Well, yes. But the war in Iraq isn’t just synonymous with the war on terrorism. I supported the former, and supported it for reasons closely tied up with the latter; but they’re not just the same thing. And, in any event, Spain didn’t contribute combat forces to Iraq, and the new government won’t get much of a chance to cast Security Council votes on whether to begin the war. The effective difference between the two governments will be small. Spain provided some important diplomatic support for the Iraq war, but its importance was overstated by its temporary presence on the Security Council. (Remember the dramatic US-UK-Spain summit in the Azores just before the war began– the one to which Australia and Poland weren’t invited despite the fact that they had troops on the line and Spain didn’t? All about UN politics.) And it’s entirely possible to be vigorous in the prosecution of the war against al-Qaeda while opposing the war in, and withdrawing peacekeeping troops from, Iraq.

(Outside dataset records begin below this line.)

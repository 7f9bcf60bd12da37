//! Store-backed "resync now" signals.
//!
//! Any process can publish on a mode's channel; each worker lane polls the
//! channel and turns new signals into a scheduler trigger. Listeners start at
//! the newest signal, so anything published while no worker was listening is
//! not replayed. Publishing prunes signals older than [`SIGNAL_RETENTION`].

use std::sync::Arc;
use std::time::Duration;

use chrono::Utc;
use tokio::time::MissedTickBehavior;
use tracing::{debug, info, warn};

use crate::context::RunContext;
use crate::db::repository::{SignalRepository, WardenRepository};
use crate::error::Result;
use crate::models::sync::RunMode;
use crate::scheduler::TriggerSender;

/// How long a published signal stays readable. Listener poll intervals must
/// be shorter.
pub const SIGNAL_RETENTION: Duration = Duration::from_secs(60 * 60);

/// Publish a resync request for `mode`. Returns the signal id.
pub async fn publish_resync(repo: &dyn WardenRepository, mode: RunMode) -> Result<i64> {
    prune_expired(repo).await;
    let id = repo.publish_signal(mode.signal_channel()).await?;
    info!(mode = %mode, channel = mode.signal_channel(), id, "Published resync signal");
    Ok(id)
}

async fn prune_expired(repo: &dyn WardenRepository) {
    let Ok(retention) = chrono::Duration::from_std(SIGNAL_RETENTION) else {
        return;
    };
    let Some(cutoff) = Utc::now().checked_sub_signed(retention) else {
        return;
    };
    match repo.prune_signals(cutoff).await {
        Ok(0) => {}
        Ok(pruned) => debug!(pruned, "Pruned old resync signals"),
        Err(e) => warn!(error = %e, "Failed to prune resync signals"),
    }
}

pub struct ResyncListener {
    repo: Arc<dyn WardenRepository>,
    mode: RunMode,
    trigger: TriggerSender,
    poll: Duration,
    last_seen: i64,
}

impl ResyncListener {
    /// Start listening from the newest signal currently on the channel.
    pub async fn subscribe(
        repo: Arc<dyn WardenRepository>,
        mode: RunMode,
        trigger: TriggerSender,
        poll: Duration,
    ) -> Result<Self> {
        let last_seen = repo.latest_signal_id(mode.signal_channel()).await?;
        debug!(mode = %mode, last_seen, "Subscribed to resync channel");
        Ok(Self {
            repo,
            mode,
            trigger,
            poll,
            last_seen,
        })
    }

    /// Poll until `ctx` is canceled. Each batch of new signals becomes one
    /// trigger. Poll errors are logged and retried on the next tick.
    pub async fn run(mut self, ctx: RunContext) {
        let channel = self.mode.signal_channel();
        let mut ticker = tokio::time::interval(self.poll);
        ticker.set_missed_tick_behavior(MissedTickBehavior::Skip);

        loop {
            tokio::select! {
                _ = ctx.cancelled() => break,
                _ = ticker.tick() => {}
            }

            let ids = match self.repo.signals_after(channel, self.last_seen).await {
                Ok(ids) => ids,
                Err(e) => {
                    warn!(channel, error = %e, "Failed to poll resync signals");
                    continue;
                }
            };
            let Some(&newest) = ids.last() else {
                continue;
            };
            self.last_seen = newest;
            let accepted = self.trigger.trigger();
            info!(
                channel,
                signals = ids.len(),
                accepted,
                "Resync requested"
            );
        }
    }
}
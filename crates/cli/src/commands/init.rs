use std::path::Path;

use tracing::info;
use warden_core::config::{ConnectorConfig, DatabaseConfig, WardenConfig};
use warden_core::db::DatabasePool;

/// Run the `init` command: create the data directory, write a default config,
/// and set up the database.
pub async fn run(data_dir: &str) -> anyhow::Result<()> {
    let data_path = Path::new(data_dir);

    if !data_path.exists() {
        std::fs::create_dir_all(data_path)?;
        info!("Created data directory: {}", data_dir);
    }

    let config_path = data_path.join("warden.toml");
    if config_path.exists() {
        anyhow::bail!(
            "{} already exists; remove it first to re-initialize",
            config_path.display()
        );
    }

    let db_path = data_path.join("warden.db");
    let db_path_str = db_path.to_string_lossy().to_string();
    let export_path = data_path.join("export.json");

    let mut config = WardenConfig::generate_default();
    config.warden.data_dir = data_dir.to_string();
    config.warden.database = DatabaseConfig {
        path: Some(db_path_str.clone()),
    };

    // Disabled until an export is dropped at the path.
    let mut settings = toml::Table::new();
    settings.insert(
        "path".into(),
        toml::Value::String(export_path.to_string_lossy().to_string()),
    );
    config.connectors.push(ConnectorConfig {
        kind: "file".into(),
        name: "example".into(),
        enabled: false,
        settings,
    });

    let toml_str = toml::to_string_pretty(&config)?;
    std::fs::write(&config_path, &toml_str)?;
    info!("Wrote configuration to {}", config_path.display());

    DatabasePool::new_sqlite(&config.warden.database.connect_string()?).await?;
    info!("Database initialized at {}", db_path_str);

    println!("Warden initialized successfully!");
    println!("  Data directory: {}", data_dir);
    println!("  Configuration:  {}", config_path.display());
    println!("  Database:       {}", db_path_str);
    println!();
    println!("Next steps:");
    println!(
        "  1. Edit {} to add connectors and their intervals",
        config_path.display()
    );
    println!("  2. Run `warden sync` for a one-off pass");
    println!("  3. Run `warden worker` to keep connectors on schedule");

    Ok(())
}

#[cfg(test)]
mod tests {
    use super::*;
    use warden_core::connectors::Registry;

    #[tokio::test]
    async fn init_creates_files_in_temp_dir() {
        let dir = tempfile::tempdir().unwrap();
        let data_dir = dir.path().join("warden").to_string_lossy().to_string();
        run(&data_dir).await.unwrap();

        let config_path = Path::new(&data_dir).join("warden.toml");
        let config = WardenConfig::load(&config_path).unwrap();
        config.validate().unwrap();
        assert_eq!(config.warden.data_dir, data_dir);
        assert_eq!(config.connectors.len(), 1);
        assert!(!config.connectors[0].enabled);
        assert_eq!(config.sync.intervals.get("file"), Some(&3600));

        // The example connector resolves against the built-in registry.
        let resolved = Registry::builtin()
            .unwrap()
            .resolve(&config.connectors)
            .unwrap();
        assert_eq!(resolved[0].kind(), "file");

        assert!(Path::new(&data_dir).join("warden.db").exists());
    }

    #[tokio::test]
    async fn init_refuses_to_overwrite() {
        let dir = tempfile::tempdir().unwrap();
        let data_dir = dir.path().to_string_lossy().to_string();
        run(&data_dir).await.unwrap();
        let err = run(&data_dir).await.unwrap_err();
        assert!(err.to_string().contains("already exists"));
    }
}
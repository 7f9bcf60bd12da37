//! Cross-process mutual exclusion for sync scopes.
//!
//! The lease backing stores one row per scope in `sync_locks`. A holder keeps
//! it alive by renewing before the TTL lapses; once the lease has expired any
//! instance may take it over, and the previous holder's renewals then fail.

use std::sync::Arc;

use async_trait::async_trait;
use chrono::{DateTime, Utc};
use tracing::{debug, info, warn};
use uuid::Uuid;

use crate::config::{LockConfig, LockMode};
use crate::db::repository::{LockRepository, WardenRepository};
use crate::error::{Result, WardenError};
use crate::models::lock::LockToken;

#[async_trait]
pub trait LockManager: Send + Sync {
    /// Take the scope if it is free or its lease has expired. Fails fast with
    /// `LockHeld` otherwise.
    async fn acquire(&self, scope: &str) -> Result<LockToken>;
    /// Extend the lease by one TTL from now. Fails with `LockLost` when the
    /// scope no longer carries this token's lease.
    async fn heartbeat(&self, token: &LockToken) -> Result<LockToken>;
    /// Give the scope up if it is still ours.
    async fn release(&self, token: LockToken) -> Result<()>;
}

/// Instance id used as the lock owner when none is configured.
pub fn generate_instance_id(instance_name: &str) -> String {
    let suffix = Uuid::new_v4().simple().to_string();
    format!("{}-{}-{}", instance_name, std::process::id(), &suffix[..8])
}

/// Pick the lock backing selected by `[lock] mode`.
pub fn build_lock_manager(
    config: &LockConfig,
    repo: Arc<dyn WardenRepository>,
    owner_id: String,
) -> Arc<dyn LockManager> {
    match config.mode {
        LockMode::Lease => Arc::new(LeaseLockManager::new(repo, owner_id, config.ttl())),
        LockMode::SingleInstance => Arc::new(SingleInstanceLockManager::new(owner_id)),
    }
}

type Clock = Arc<dyn Fn() -> DateTime<Utc> + Send + Sync>;

/// Lease locks stored in the relational store.
pub struct LeaseLockManager {
    repo: Arc<dyn WardenRepository>,
    owner_id: String,
    ttl: std::time::Duration,
    clock: Clock,
}

impl LeaseLockManager {
    pub fn new(repo: Arc<dyn WardenRepository>, owner_id: String, ttl: std::time::Duration) -> Self {
        Self {
            repo,
            owner_id,
            ttl,
            clock: Arc::new(Utc::now),
        }
    }

    /// Replace the wall clock, for driving lease expiry in tests.
    pub fn with_clock<F>(mut self, clock: F) -> Self
    where
        F: Fn() -> DateTime<Utc> + Send + Sync + 'static,
    {
        self.clock = Arc::new(clock);
        self
    }

    pub fn owner_id(&self) -> &str {
        &self.owner_id
    }

    fn lease_expiry(&self, now: DateTime<Utc>) -> Result<DateTime<Utc>> {
        chrono::Duration::from_std(self.ttl)
            .ok()
            .and_then(|ttl| now.checked_add_signed(ttl))
            .ok_or_else(|| {
                WardenError::Config(format!(
                    "lock ttl of {}s is out of range",
                    self.ttl.as_secs()
                ))
            })
    }
}

#[async_trait]
impl LockManager for LeaseLockManager {
    async fn acquire(&self, scope: &str) -> Result<LockToken> {
        let now = (self.clock)();
        let expires_at = self.lease_expiry(now)?;
        let lease_id = Uuid::new_v4().to_string();

        if self
            .repo
            .try_acquire_lock(scope, &self.owner_id, &lease_id, now, expires_at)
            .await?
        {
            info!(scope, owner = %self.owner_id, lease = %lease_id, "Acquired sync lock");
            return Ok(LockToken {
                scope: scope.to_string(),
                owner_id: self.owner_id.clone(),
                lease_id,
                lease_expires_at: expires_at,
            });
        }

        let owner = self
            .repo
            .get_lock(scope)
            .await?
            .map(|r| r.owner_id)
            .unwrap_or_else(|| "unknown".to_string());
        debug!(scope, owner = %owner, "Sync lock is held elsewhere");
        Err(WardenError::LockHeld {
            scope: scope.to_string(),
            owner,
        })
    }

    async fn heartbeat(&self, token: &LockToken) -> Result<LockToken> {
        let now = (self.clock)();
        let expires_at = self.lease_expiry(now)?;
        if !self
            .repo
            .renew_lock(&token.scope, &token.lease_id, now, expires_at)
            .await?
        {
            warn!(scope = %token.scope, lease = %token.lease_id, "Sync lock lease was taken over");
            return Err(WardenError::LockLost(token.scope.clone()));
        }
        Ok(LockToken {
            lease_expires_at: expires_at,
            ..token.clone()
        })
    }

    async fn release(&self, token: LockToken) -> Result<()> {
        if self.repo.release_lock(&token.scope, &token.lease_id).await? {
            info!(scope = %token.scope, "Released sync lock");
        } else {
            debug!(scope = %token.scope, "Sync lock was no longer ours at release");
        }
        Ok(())
    }
}

/// For deployments that run exactly one worker. Always grants the scope and
/// keeps no shared state.
#[derive(Debug, Clone)]
pub struct SingleInstanceLockManager {
    owner_id: String,
}

impl SingleInstanceLockManager {
    pub fn new(owner_id: String) -> Self {
        Self { owner_id }
    }
}

#[async_trait]
impl LockManager for SingleInstanceLockManager {
    async fn acquire(&self, scope: &str) -> Result<LockToken> {
        Ok(LockToken {
            scope: scope.to_string(),
            owner_id: self.owner_id.clone(),
            lease_id: Uuid::new_v4().to_string(),
            lease_expires_at: DateTime::<Utc>::MAX_UTC,
        })
    }

    async fn heartbeat(&self, token: &LockToken) -> Result<LockToken> {
        Ok(token.clone())
    }

    async fn release(&self, _token: LockToken) -> Result<()> {
        Ok(())
    }
}
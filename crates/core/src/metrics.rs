//! In-process per-connector run counters.

use std::collections::BTreeMap;
use std::sync::Mutex;
use std::time::Duration;

use chrono::{DateTime, Utc};

use crate::models::sync::{RunMode, SyncErrorKind};

/// One connector instance in one run mode. Full and discovery lanes keep
/// separate counters.
#[derive(Debug, Clone, PartialEq, Eq, PartialOrd, Ord, Hash)]
pub struct MetricsKey {
    pub kind: String,
    pub name: String,
    pub mode: RunMode,
}

impl MetricsKey {
    pub fn new(kind: &str, name: &str, mode: RunMode) -> Self {
        Self {
            kind: kind.to_string(),
            name: name.to_string(),
            mode,
        }
    }
}

/// Counters for one (kind, name, mode).
#[derive(Debug, Clone, Default, PartialEq)]
pub struct ConnectorStats {
    pub runs_succeeded: u64,
    pub runs_failed: u64,
    pub consecutive_failures: u32,
    pub last_success_at: Option<DateTime<Utc>>,
    pub last_duration: Option<Duration>,
    pub last_error_kind: Option<SyncErrorKind>,
    pub rows_expired_total: u64,
}

#[derive(Debug, Default)]
pub struct SyncMetrics {
    inner: Mutex<BTreeMap<MetricsKey, ConnectorStats>>,
}

impl SyncMetrics {
    pub fn new() -> Self {
        Self::default()
    }

    fn with_entry<F: FnOnce(&mut ConnectorStats)>(&self, key: MetricsKey, f: F) {
        let mut guard = self.inner.lock().unwrap_or_else(|e| e.into_inner());
        f(guard.entry(key).or_default());
    }

    pub fn record_success(
        &self,
        kind: &str,
        name: &str,
        mode: RunMode,
        duration: Duration,
        rows_expired: u64,
    ) {
        self.with_entry(MetricsKey::new(kind, name, mode), |s| {
            s.runs_succeeded += 1;
            s.consecutive_failures = 0;
            s.last_success_at = Some(Utc::now());
            s.last_duration = Some(duration);
            s.rows_expired_total += rows_expired;
        });
    }

    pub fn record_failure(
        &self,
        kind: &str,
        name: &str,
        mode: RunMode,
        duration: Duration,
        error_kind: SyncErrorKind,
    ) {
        self.with_entry(MetricsKey::new(kind, name, mode), |s| {
            s.runs_failed += 1;
            s.consecutive_failures += 1;
            s.last_duration = Some(duration);
            s.last_error_kind = Some(error_kind);
        });
    }

    pub fn get(&self, kind: &str, name: &str, mode: RunMode) -> Option<ConnectorStats> {
        let guard = self.inner.lock().unwrap_or_else(|e| e.into_inner());
        guard.get(&MetricsKey::new(kind, name, mode)).cloned()
    }

    /// All counters ordered by (kind, name, mode).
    pub fn snapshot(&self) -> Vec<(MetricsKey, ConnectorStats)> {
        let guard = self.inner.lock().unwrap_or_else(|e| e.into_inner());
        guard.iter().map(|(k, v)| (k.clone(), v.clone())).collect()
    }
}

#[cfg(test)]
mod tests {
    use super::*;

    #[test]
    fn success_resets_consecutive_failures() {
        let metrics = SyncMetrics::new();
        metrics.record_failure("okta", "corp", RunMode::Full, Duration::from_secs(1), SyncErrorKind::Api);
        metrics.record_failure("okta", "corp", RunMode::Full, Duration::from_secs(1), SyncErrorKind::Api);
        let stats = metrics.get("okta", "corp", RunMode::Full).unwrap();
        assert_eq!(stats.consecutive_failures, 2);
        assert_eq!(stats.last_error_kind, Some(SyncErrorKind::Api));
        assert!(stats.last_success_at.is_none());

        metrics.record_success("okta", "corp", RunMode::Full, Duration::from_secs(4), 3);
        let stats = metrics.get("okta", "corp", RunMode::Full).unwrap();
        assert_eq!(stats.consecutive_failures, 0);
        assert_eq!(stats.runs_succeeded, 1);
        assert_eq!(stats.runs_failed, 2);
        assert_eq!(stats.rows_expired_total, 3);
        assert_eq!(stats.last_duration, Some(Duration::from_secs(4)));
        assert!(stats.last_success_at.is_some());
    }

    #[test]
    fn snapshot_is_ordered() {
        let metrics = SyncMetrics::new();
        metrics.record_success("okta", "corp", RunMode::Full, Duration::ZERO, 0);
        metrics.record_success("github", "acme", RunMode::Full, Duration::ZERO, 0);
        let keys: Vec<MetricsKey> = metrics.snapshot().into_iter().map(|(k, _)| k).collect();
        assert_eq!(
            keys,
            vec![
                MetricsKey::new("github", "acme", RunMode::Full),
                MetricsKey::new("okta", "corp", RunMode::Full)
            ]
        );
        assert!(metrics.get("slack", "x", RunMode::Full).is_none());
    }

    #[test]
    fn lanes_keep_separate_counters() {
        let metrics = SyncMetrics::new();
        metrics.record_failure("okta", "corp", RunMode::Discovery, Duration::ZERO, SyncErrorKind::LockLost);
        metrics.record_failure("okta", "corp", RunMode::Discovery, Duration::ZERO, SyncErrorKind::LockLost);
        metrics.record_success("okta", "corp", RunMode::Full, Duration::from_secs(2), 0);

        let full = metrics.get("okta", "corp", RunMode::Full).unwrap();
        assert_eq!(full.consecutive_failures, 0);
        assert!(full.last_error_kind.is_none());

        let discovery = metrics.get("okta", "corp", RunMode::Discovery).unwrap();
        assert_eq!(discovery.consecutive_failures, 2);
        assert_eq!(discovery.last_error_kind, Some(SyncErrorKind::LockLost));
        assert_eq!(metrics.snapshot().len(), 2);
    }
}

The U.S. has withdrawn almost all of its troops from Saudi Arabia. It was able to do this because it won the Iraq war; and getting the troops out was the right thing to do. Leaving troops there to prop up the House of Saud, leaving them there to live under Saudi restrictions, and leaving them there as a constant irritant that provided new al-Qaeda recruits were all counterproductive in the war on terrorism. That means it was our judgment that our interests would be better-served by leaving, once Sadam Hussein was out of power. I think that judgment was right; indeed, the opportunity to leave Saudi Arabia was a very important ancilliary benefit to getting Saddam Hussein out of power. But al-Qaeda wanted us out, too; indeed, after the Soviets left Afghanistan but before Osama bin Laden started talking about restoring the Caliphate, his primary interest seems ot have been in getting the infidel troops off Arabian soil.

Was it ‘appeasement’ for us to leave? No. It wasn’t appeasement even though al-Qaeda wanting us out was relevant to the calculation of our interests. Neither is it appeasement for Spain to decide to withdraw peacekeeping troops from Iraq simply because al-Qaeda wanted all western troops out of Iraq as well. It’s a legitimate choice for Spain to make about where to concentrate its efforts. And if it was a legitimate non-appeasing choice before last Thursday, it remains one after.

None of this is to deny that there are policies that would count as appeasement, and political parties in the west whose victories in the wake of a terrorist attack would seem like victories for the attackers. But that would be so primarily because the parties are so far outside the reasonable range of responses to the war on terrorism that their victories would have weakened the western alliance even in the absence of such a terrorist attack. The (relatively moderate) Spanish Socialists just aren’t such a party, and withdrawing peacekeeping troops from Iraq just isn’t such an out-of-bounds policy. A party that proposed to withdraw from Andalusia and hand it over to bin Laden for the restoration of the Caliphate would be something else entirely; that’s nothing at all like what’s going on in the real world.